Настанет день - Страница 11
Их роман начался в апреле 1917-го, в тот самый месяц, когда США ввязались в войну с Германией. Месяц выдался на диво теплый. Цветы распускались раньше срока; к концу апреля их аромат уже доносился до окон верхних этажей. Уже тогда, лежа рядом с Норой в ореоле цветочных благоуханий, в то время как военные корабли отплывали в Европу, и патриоты маршировали по мостовым, и новый мир внизу, казалось, расцветал быстрее, чем цветы, Дэнни понимал, что их связь обречена. Он знал это еще до того, как открыл Норины тайны. Он не мог избавиться от чувства беспомощности с той минуты, как очнулся в подвале на Салютейшн-стрит. Дело было не в Салютейшн-стрит (хотя воспоминания об этом случае не оставят его до конца жизни), дело было в окружавшем его мире. С каждым днем этот мир несся вперед со все возрастающей скоростью.

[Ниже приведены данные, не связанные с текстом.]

//! # dockhand-build
//!
//! Image build pipeline for Dockhand:
//! - Daemon connection with availability-aware error mapping
//! - Deterministic descriptor (Dockerfile) generation
//! - Ephemeral build-context assembly with guaranteed teardown
//! - Image builds over both classic and BuildKit progress protocols
//! - Per-job build progress broadcasting

pub mod builder;
pub mod context;
pub mod daemon;
pub mod dockerfile;
pub mod events;

pub use builder::{
    consume_build_progress, BuildOutcome, BuildRequest, ImageBuilder, ProgressSink,
};
pub use context::{BuildContext, ContextInputs};
pub use daemon::{connect, is_not_found, provisioning_error};
pub use dockerfile::{DescriptorInput, CONTEXT_FILES, FIXED_PACKAGES};
pub use events::{BuildBroadcaster, BuildStatus};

И, судя по всему, несся без руля и без ветрил. Никак не считаясь с ним.
Дэнни ушел от заколоченных развалин на Салютейшн и пересек город, не расставаясь с фляжкой. Перед самым рассветом он поднялся на мост Дувр-стрит и встал там, глядя на кромку горизонта, на этот город, застигнутый между ночной тьмой и сиянием дня, под низкими облаками, стремительно несущимися над головой. Город из кирпича, известняка и стекла. Мешанина банков и кабаков, ресторанов и книжных лавчонок, ювелирных магазинов, складов, универмагов и доходных домов, казалось притаившаяся между мраком и светом, которые остались равнодушны к ее чарам. Она просыпается без украшений, без косметики, без духов. На полу опилки, опрокинутый бокал, туфля с разорванной тесемкой.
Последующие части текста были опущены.